I moved into an apartment with my girlfriend about 7 months ago and we had the same problem. Cooking everything ourselves was causing our grocery budget to balloon out of control because we had nothing in the pantry, no spices, no oil, no sauces, nothing. So every new dish was an extra upfront cost that would really only get used one time and then go back in the cabinet.
After about 3 months, it somewhat stabilized now that we have all the staples and it is cheaper to buy raw and cook ourselves, especially if you buy in bulk and freeze leftovers.
You are absolutely right. Getting started is hard, and I think your point is similar to the Boots Theory. Luckily, the savings that can be had by buying basic staples and eating simply will compound and can be rolled forward into the next grocery trip where you can buy a spice or two.
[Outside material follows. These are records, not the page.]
pub const PRIMARY_CLUSTER: &str = "PRIMARY";

#[derive(Debug, Clone, Default, Deserialize, Serialize)]
#[serde(rename_all = "camelCase")]
pub struct Cluster {
    #[serde(skip_serializing_if = "Option::is_none")]
    pub uuid: Option<String>,
    pub cluster_type: String,
    pub user_intent: UserIntent,
    #[serde(skip_serializing_if = "Option::is_none")]
    pub placement_info: Option<PlacementInfo>,
    #[serde(flatten)]
    pub extra: Map<String, JsonValue>,
}

#[derive(Debug, Clone, Default, Deserialize, Serialize)]
#[serde(rename_all = "camelCase")]
pub struct UserIntent {
    pub universe_name: String,
    pub provider_type: String,
    pub provider: String,
    #[serde(default)]
    pub region_list: Vec<String>,
    pub num_nodes: i64,
    pub replication_factor: i64,
    pub instance_type: String,
    #[serde(skip_serializing_if = "Option::is_none")]
    pub device_info: Option<DeviceInfo>,
    pub yb_software_version: String,
    #[serde(skip_serializing_if = "Option::is_none")]
    pub access_key_code: Option<String>,
    #[serde(default)]
    pub enable_ysql: bool,
    #[serde(default)]
    pub enable_ycql: bool,
    #[serde(default)]
    pub assign_public_ip: bool,
    #[serde(default)]
    pub use_time_sync: bool,
    #[serde(flatten)]
    pub extra: Map<String, JsonValue>,
}

#[derive(Debug, Clone, Default, Deserialize, Serialize)]
#[serde(rename_all = "camelCase")]
pub struct DeviceInfo {
    #[serde(skip_serializing_if = "Option::is_none")]
    pub volume_size: Option<i64>,
    #[serde(skip_serializing_if = "Option::is_none")]
    pub num_volumes: Option<i64>,
    #[serde(skip_serializing_if = "Option::is_none")]
    pub storage_type: Option<String>,
}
Unseasoned rice, beans, or pasta is not anyone’s ideal meal, but if you’re truly in such dire straits that you cannot afford a spice, then the only way to move up is to buy as much bulk staples as you can on each grocery trip. Eventually you’ll have enough of the basics that you can skip buying any staples and start buying spices.
Another issue many people have is just buying name-brand, or shopping at convenience-oriented stores. If you shop around, you can often find really good deals. I’ve also found that shopping at ethnic stores is really good for deals on bulk staples like rice and beans.